Semiotics
- Sign: A gesture, action or thing that displays information or instruction
- Code: Letters, words, symbols or figures used to represent others
- Convention: A way that something is done
- Dominant Signifier: The main sign
- Anchorage: Words that go with images to give them a specific context
Ferdinand de Saussure:
- Signifier: The thing, item or code that we read
- Signified: The context behind the thing that is being represented
- Syntagm: Sequence; order in which they go and how one sign links to another
- Paradigm: Collection of similar signs; a group of things that are similar
C S Pierce:
- Icon: A sign that looks like its object
- Index: A sign that has a link to it’s subject
- Symbol: A sign that has a random link to it’s subject
Roland Barthes:
- Signification: The process of signifying by signs or symbols
- Denotation: A literal meaning of a word in contrast to the feelings or ideas behind it
- Connotation: A feeling that invokes for a person in addition to its literal meaning
- Myth: Something that is made up and widely false; a rumour
- Ideology: A system of ideas which forms the basis of economic or political theory and policy
- Radical: Challenges dominant ideas
- Reactionary: Confirms dominant ideas
People:
Ferdinand de Saussure: The father or semiotics.
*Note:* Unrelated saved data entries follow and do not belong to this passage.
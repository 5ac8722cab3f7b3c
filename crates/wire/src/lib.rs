// SPDX-License-Identifier: BUSL-1.1
// Copyright (c) 2026 Alfred Jean LLC

//! IPC protocol for daemon communication (§4.2, §4.3, §6).
//!
//! Wire format: 4-byte length prefix (little-endian) + UTF-8 JSON payload.

// Allow panic!/unwrap/expect in test code
#![cfg_attr(test, allow(clippy::panic))]
#![cfg_attr(test, allow(clippy::unwrap_used))]
#![cfg_attr(test, allow(clippy::expect_used))]

mod codec;
mod envelope;
mod error_code;
mod params;
mod request;
mod response;

pub use codec::{normalize_keys, read_frame, write_frame, CodecError, MAX_FRAME_LEN};
pub use envelope::{
    DefinitionEnvelope, DiagnosticsEnvelope, LocationsEnvelope, PingEnvelope, ShutdownEnvelope,
    SymbolEnvelope,
};
pub use error_code::{ApplicationErrorCode, ProtocolErrorCode};
pub use params::{DiagnosticsParams, ReferencesParams};
pub use request::Request;
pub use response::{ErrorObject, Response, ResponsePayload};
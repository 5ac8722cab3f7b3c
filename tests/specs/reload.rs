//! S5 (a query racing a workspace reload) from §8: touching the project
//! manifest while a query is in flight must never crash the daemon or wedge
//! the connection — the query either completes against the old snapshot or
//! the new one, but always completes.

use serial_test::serial;

use crate::prelude::*;

#[tokio::test]
#[serial]
async fn s5_a_query_survives_a_concurrent_workspace_reload() {
    let ws = Workspace::single_file();
    ws.rq().arg("ping").assert().success();

    let socket = ws.socket_path();
    let mut stream = connect(&socket).await;

    let query = request(
        &mut stream,
        "s5",
        "references",
        serde_json::json!({"file": DEFINITION_FILE, "line": DEFINITION_DECL_LINE, "column": DEFINITION_DECL_COLUMN}),
    );

    // Touching the manifest is a `ChangeKind::Created`/`Renamed`-shaped event
    // for any watcher backend that doesn't diff manifest content, and
    // unconditionally triggers a full reload (`watcher_task::apply_batch`),
    // raced against the in-flight query above rather than sequenced before it.
    let touch = async {
        ws.file("proj.csproj", "<Project Sdk=\"Microsoft.NET.Sdk\"></Project>\n<!-- touched -->\n");
    };
    let (response, ()) = tokio::join!(query, touch);
    assert!(!response.is_error(), "reload must not turn a query into a protocol error");

    // The connection and the daemon itself must still be usable afterward.
    let follow_up = request(&mut stream, "s5-follow-up", "ping", serde_json::Value::Null).await;
    assert!(!follow_up.is_error());

    ws.rq().arg("shutdown").assert().success();
}
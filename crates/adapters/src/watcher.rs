// SPDX-License-Identifier: BUSL-1.1
// Copyright (c) 2026 Alfred Jean LLC

//! The debounced filesystem watcher (§4.4): batches raw OS events into
//! either a coalesced change set or an immediate full-reload signal.

use std::collections::HashMap;
use std::path::{Path, PathBuf};
use std::time::Duration;

use notify::{Event as NotifyEvent, EventKind, RecommendedWatcher, RecursiveMode, Watcher};
use rq_core::{ChangeEvent, ChangeKind};
use thiserror::Error;
use tokio::sync::mpsc;
use tracing::{info, warn};

const DEFAULT_DEBOUNCE: Duration = Duration::from_millis(300);

#[derive(Debug, Error)]
pub enum WatchError {
    #[error("failed to start filesystem watcher on {path}: {source}")]
    Start { path: PathBuf, #[source] source: notify::Error },
}

/// What the watcher emits downstream (§4.4).
#[derive(Debug, Clone)]
pub enum WatchBatch {
    /// A debounce window elapsed with one or more coalesced, non-manifest
    /// events pending.
    Changed(Vec<ChangeEvent>),
    /// A project/solution manifest changed, or the OS watcher reported an
    /// overflow ("state unknown") — either way, reload now (§4.4, §9).
    FullReload,
}

/// Watches `root` recursively and emits coalesced [`WatchBatch`]es.
///
/// Raw OS events arrive on a background thread (notify's callback model) and
/// are forwarded into this struct's async coalescing loop over a channel —
/// the same shape as a one-shot file-tail watch, generalized to a whole
/// directory tree and a debounce window instead of a single `Modify` signal.
pub struct DebouncedWatcher {
    _watcher: RecommendedWatcher,
    batches: mpsc::UnboundedReceiver<WatchBatch>,
}

impl DebouncedWatcher {
    pub fn start(root: &Path) -> Result<Self, WatchError> {
        Self::start_with_debounce(root, DEFAULT_DEBOUNCE)
    }

    pub fn start_with_debounce(root: &Path, debounce: Duration) -> Result<Self, WatchError> {
        let (raw_tx, raw_rx) = mpsc::unbounded_channel::<RawSignal>();

        let mut watcher = notify::recommended_watcher(move |res: Result<NotifyEvent, notify::Error>| {
            let signal = match res {
                Ok(event) => RawSignal::from_notify_event(event),
                Err(_) => Some(RawSignal::Overflow),
            };
            if let Some(signal) = signal {
                let _ = raw_tx.send(signal);
            }
        })
        .map_err(|source| WatchError::Start { path: root.to_path_buf(), source })?;

        watcher
            .watch(root, RecursiveMode::Recursive)
            .map_err(|source| WatchError::Start { path: root.to_path_buf(), source })?;

        let (batch_tx, batch_rx) = mpsc::unbounded_channel();
        tokio::spawn(coalesce_loop(raw_rx, batch_tx, debounce));

        Ok(Self { _watcher: watcher, batches: batch_rx })
    }

    /// Receive the next batch. Returns `None` once the background task has
    /// ended (the watcher itself was dropped).
    pub async fn recv(&mut self) -> Option<WatchBatch> {
        self.batches.recv().await
    }
}

enum RawSignal {
    Event(ChangeEvent),
    Overflow,
}

impl RawSignal {
    fn from_notify_event(event: NotifyEvent) -> Option<Self> {
        let kind = match event.kind {
            EventKind::Create(_) => ChangeKind::Created,
            EventKind::Modify(notify::event::ModifyKind::Name(_)) => ChangeKind::Renamed,
            EventKind::Modify(_) => ChangeKind::Modified,
            EventKind::Remove(_) => ChangeKind::Deleted,
            _ => return None,
        };

        let mut paths = event.paths.into_iter();
        let path = paths.next()?;
        let old_path = if kind == ChangeKind::Renamed { paths.next() } else { None };
        Some(RawSignal::Event(ChangeEvent::new(kind, path, old_path)))
    }
}

async fn coalesce_loop(
    mut raw: mpsc::UnboundedReceiver<RawSignal>,
    out: mpsc::UnboundedSender<WatchBatch>,
    debounce: Duration,
) {
    let mut pending: HashMap<PathBuf, ChangeEvent> = HashMap::new();
    let mut deadline: Option<tokio::time::Instant> = None;

    loop {
        let sleep = match deadline {
            Some(at) => tokio::time::sleep_until(at),
            None => tokio::time::sleep(Duration::from_secs(3600)),
        };

        tokio::select! {
            signal = raw.recv() => {
                match signal {
                    Some(RawSignal::Overflow) => {
                        warn!("filesystem watcher overflowed, state unknown");
                        pending.clear();
                        deadline = None;
                        if out.send(WatchBatch::FullReload).is_err() {
                            return;
                        }
                    }
                    Some(RawSignal::Event(event)) if event.full_reload => {
                        pending.clear();
                        deadline = None;
                        if out.send(WatchBatch::FullReload).is_err() {
                            return;
                        }
                    }
                    Some(RawSignal::Event(event)) => {
                        coalesce(&mut pending, event);
                        deadline = Some(tokio::time::Instant::now() + debounce);
                    }
                    None => return,
                }
            }
            _ = sleep, if deadline.is_some() => {
                let batch: Vec<ChangeEvent> = pending.drain().map(|(_, v)| v).collect();
                deadline = None;
                if !batch.is_empty() {
                    info!(count = batch.len(), "debounce window elapsed, emitting batch");
                    if out.send(WatchBatch::Changed(batch)).is_err() {
                        return;
                    }
                }
            }
        }
    }
}

/// Last-writer-wins on kind, with "created then deleted" collapsing to
/// deleted and "renamed" preserving both paths (§4.4).
fn coalesce(pending: &mut HashMap<PathBuf, ChangeEvent>, incoming: ChangeEvent) {
    let key = incoming.path.clone();
    let merged = match pending.remove(&key) {
        Some(existing) if existing.kind == ChangeKind::Created && incoming.kind == ChangeKind::Deleted => {
            ChangeEvent::new(ChangeKind::Deleted, incoming.path, incoming.old_path)
        }
        _ => incoming,
    };
    pending.insert(key, merged);
}

#[cfg(test)]
#[path = "watcher_tests.rs"]
mod tests;
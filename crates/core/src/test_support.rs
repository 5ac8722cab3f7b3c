// SPDX-License-Identifier: BUSL-1.1
// Copyright (c) 2026 Alfred Jean LLC

//! Shared test helpers for use across crates.
//!
//! Gated behind `#[cfg(any(test, feature = "test-support"))]`.

use crate::position::{Location, Position};
use crate::symbol::{SymbolDescriptor, SymbolKind};

pub fn pos(file: &str, line: u32, column: u32) -> Position {
    Position { file: file.to_string(), line, column }
}

pub fn method_symbol(name: &str, full_name: &str, location: Location) -> SymbolDescriptor {
    SymbolDescriptor {
        name: name.to_string(),
        kind: SymbolKind::Method,
        full_name: full_name.to_string(),
        signature: None,
        documentation: None,
        containing_type: None,
        containing_namespace: None,
        return_type: None,
        accessibility: None,
        modifiers: vec![],
        location: Some(location),
    }
}
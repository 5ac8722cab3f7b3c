// SPDX-License-Identifier: BUSL-1.1
// Copyright (c) 2026 Alfred Jean LLC

//! `{id, method, params}` request envelope (§3, §6).

use serde::{Deserialize, Serialize};

#[derive(Debug, Clone, Serialize, Deserialize)]
pub struct Request {
    #[serde(default = "jsonrpc_version")]
    pub jsonrpc: String,
    pub id: String,
    pub method: String,
    #[serde(default)]
    pub params: serde_json::Value,
}

fn jsonrpc_version() -> String {
    "2.0".to_string()
}

impl Request {
    pub fn new(id: impl Into<String>, method: impl Into<String>, params: serde_json::Value) -> Self {
        Self { jsonrpc: jsonrpc_version(), id: id.into(), method: method.into(), params }
    }
}
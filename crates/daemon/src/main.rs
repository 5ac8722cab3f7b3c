// SPDX-License-Identifier: BUSL-1.1
// Copyright (c) 2026 Alfred Jean LLC

//! `rqd`: the spawned-process entry point (§6). Parses `rqd <workspace-path>
//! [--idle-timeout <minutes>]`, runs the §4.7 startup sequence, then serves
//! until shutdown.
//!
//! Grounded in the corpus's `crates/daemon/src/main.rs`: startup marker and
//! error written to the log file synchronously (before/around the tracing
//! subscriber, so the spawning client can find them even if the process
//! dies before tracing flushes), structured logging via `tracing-appender`.

use std::path::PathBuf;
use std::sync::Arc;

use rq_adapters::TextIndexAdapter;
use rq_core::{canonicalize_workspace, pid_path, socket_path, WorkspaceKey};
use rq_daemon::{env, Supervisor, SupervisorError};
use tracing::{error, info};

/// Prefix the client launcher scans the log file for to find where this
/// startup attempt begins (§4.8, §7 "child exits before ready").
const STARTUP_MARKER_PREFIX: &str = "--- rqd: starting (pid: ";

#[tokio::main]
async fn main() {
    let args: Vec<String> = std::env::args().skip(1).collect();
    let (workspace, idle_timeout_minutes) = match parse_args(&args) {
        Ok(parsed) => parsed,
        Err(message) => {
            eprintln!("error: {message}");
            eprintln!("usage: rqd <workspace-path> [--idle-timeout <minutes>]");
            std::process::exit(1);
        }
    };

    let workspace_root = match canonicalize_workspace(&workspace) {
        Ok(root) => root,
        Err(e) => {
            eprintln!("error: failed to canonicalize workspace path {}: {e}", workspace.display());
            std::process::exit(2);
        }
    };

    let key = WorkspaceKey::from_canonical_path(&workspace_root);
    let socket_path = match socket_path(key) {
        Ok(path) => path,
        Err(e) => {
            eprintln!("error: {e}");
            std::process::exit(1);
        }
    };
    let pid_path = match pid_path(key) {
        Ok(path) => path,
        Err(e) => {
            eprintln!("error: {e}");
            std::process::exit(1);
        }
    };

    let log_path = match env::log_dir() {
        Ok(dir) => dir.join(format!("roslyn-query-{key}.log")),
        Err(e) => {
            eprintln!("error: {e}");
            std::process::exit(1);
        }
    };

    write_startup_marker(&log_path);
    let _log_guard = setup_logging(&log_path);

    info!(workspace = %workspace_root.display(), "starting");

    let analyzer = Arc::new(TextIndexAdapter::new());
    let supervisor = Supervisor::<TextIndexAdapter>::start(
        workspace_root,
        socket_path,
        pid_path,
        analyzer,
        idle_timeout_minutes,
    )
    .await;

    let supervisor = match supervisor {
        Ok(supervisor) => supervisor,
        Err(SupervisorError::PidFile(rq_daemon::PidFileError::AlreadyRunning(path))) => {
            info!(pid_file = %path.display(), "a daemon is already running for this workspace");
            println!("already running");
            std::process::exit(0);
        }
        Err(e) => {
            write_startup_error(&log_path, &e);
            error!(error = %e, "failed to start");
            match e {
                SupervisorError::Load(_) => std::process::exit(2),
                _ => std::process::exit(1),
            }
        }
    };

    println!("READY");
    supervisor.run().await;
    info!("stopped");
}

fn parse_args(args: &[String]) -> Result<(PathBuf, u32), String> {
    let mut workspace = None;
    let mut idle_timeout_minutes = env::idle_timeout_minutes_default();

    let mut iter = args.iter();
    while let Some(arg) = iter.next() {
        match arg.as_str() {
            "--idle-timeout" => {
                let value = iter.next().ok_or("--idle-timeout requires a value")?;
                idle_timeout_minutes = value.parse().map_err(|_| "--idle-timeout must be a non-negative integer".to_string())?;
            }
            other if workspace.is_none() => workspace = Some(PathBuf::from(other)),
            other => return Err(format!("unexpected argument '{other}'")),
        }
    }

    let workspace = workspace.ok_or("missing required <workspace-path> argument")?;
    Ok((workspace, idle_timeout_minutes))
}

fn write_startup_marker(log_path: &std::path::Path) {
    use std::io::Write;
    if let Some(parent) = log_path.parent() {
        let _ = std::fs::create_dir_all(parent);
    }
    if let Ok(mut file) = std::fs::OpenOptions::new().create(true).append(true).open(log_path) {
        let _ = writeln!(file, "{STARTUP_MARKER_PREFIX}{}) ---", std::process::id());
    }
}

fn write_startup_error(log_path: &std::path::Path, error: &SupervisorError) {
    use std::io::Write;
    if let Ok(mut file) = std::fs::OpenOptions::new().create(true).append(true).open(log_path) {
        let _ = writeln!(file, "ERROR failed to start rqd: {error}");
    }
}

fn setup_logging(log_path: &std::path::Path) -> Option<tracing_appender::non_blocking::WorkerGuard> {
    use tracing_subscriber::{fmt, prelude::*, EnvFilter};

    let parent = log_path.parent()?;
    std::fs::create_dir_all(parent).ok()?;
    let file_name = log_path.file_name()?;
    let file_appender = tracing_appender::rolling::never(parent, file_name);
    let (non_blocking, guard) = tracing_appender::non_blocking(file_appender);

    let filter = EnvFilter::try_from_default_env().unwrap_or_else(|_| EnvFilter::new("info"));
    tracing_subscriber::registry().with(filter).with(fmt::layer().with_writer(non_blocking)).init();

    Some(guard)
}
// SPDX-License-Identifier: BUSL-1.1
// Copyright (c) 2026 Alfred Jean LLC

//! Daemon status (§3): answered by the CLI launcher without necessarily
//! holding a live connection (§12 supplemented `rq status`).

use std::path::PathBuf;

use serde::{Deserialize, Serialize};

#[derive(Debug, Clone, PartialEq, Eq, Serialize, Deserialize)]
pub struct DaemonStatus {
    pub workspace: PathBuf,
    pub socket_path: PathBuf,
    pub pid_file_path: PathBuf,
    pub running: bool,
    pub responsive: bool,
    #[serde(default, skip_serializing_if = "Option::is_none")]
    pub pid: Option<u32>,
    #[serde(default, skip_serializing_if = "Option::is_none")]
    pub idle_timeout_minutes: Option<u32>,
    #[serde(default, skip_serializing_if = "Option::is_none")]
    pub idle_seconds: Option<u64>,
}

#[cfg(test)]
#[path = "status_tests.rs"]
mod tests;
// SPDX-License-Identifier: BUSL-1.1
// Copyright (c) 2026 Alfred Jean LLC

//! Test double for [`DaemonContext`], in the shape of
//! `rq-adapters`'s `FakeAnalyzerAdapter`: a `Clone` handle over shared
//! interior state that a test configures up front and inspects afterwards.

use std::sync::atomic::{AtomicBool, AtomicU64, Ordering};
use std::sync::Arc;

use crate::context::DaemonContext;

struct FakeState {
    idle_timeout_minutes: AtomicU64,
    idle_seconds: AtomicU64,
    shutdown_requested: AtomicBool,
    activity_touches: AtomicU64,
}

/// A `DaemonContext` fully scripted by the test.
#[derive(Clone)]
pub struct FakeDaemonContext {
    inner: Arc<FakeState>,
}

impl FakeDaemonContext {
    pub fn new(idle_timeout_minutes: u32, idle_seconds: u64) -> Self {
        Self {
            inner: Arc::new(FakeState {
                idle_timeout_minutes: AtomicU64::new(idle_timeout_minutes as u64),
                idle_seconds: AtomicU64::new(idle_seconds),
                shutdown_requested: AtomicBool::new(false),
                activity_touches: AtomicU64::new(0),
            }),
        }
    }

    pub fn set_idle_seconds(&self, idle_seconds: u64) {
        self.inner.idle_seconds.store(idle_seconds, Ordering::SeqCst);
    }

    pub fn shutdown_requested(&self) -> bool {
        self.inner.shutdown_requested.load(Ordering::SeqCst)
    }

    pub fn activity_touches(&self) -> u64 {
        self.inner.activity_touches.load(Ordering::SeqCst)
    }
}

impl Default for FakeDaemonContext {
    fn default() -> Self {
        Self::new(30, 0)
    }
}

impl DaemonContext for FakeDaemonContext {
    fn idle_timeout_minutes(&self) -> u32 {
        self.inner.idle_timeout_minutes.load(Ordering::SeqCst) as u32
    }

    fn idle_seconds(&self) -> u64 {
        self.inner.idle_seconds.load(Ordering::SeqCst)
    }

    fn request_shutdown(&self) {
        self.inner.shutdown_requested.store(true, Ordering::SeqCst);
    }

    fn touch_activity(&self) {
        self.inner.activity_touches.fetch_add(1, Ordering::SeqCst);
    }
}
The founder of modern theoretical linguistics
C S Pierce: The founder of the idea that an account of signification, representation, reference and meaning. The earliest proponent of pragmatism.
Roland Barthes: The founder of the Semiotic theory broke down the process of reading signs and focused on their interpretation by different cultures or societies. He established structuralism and the new criticism.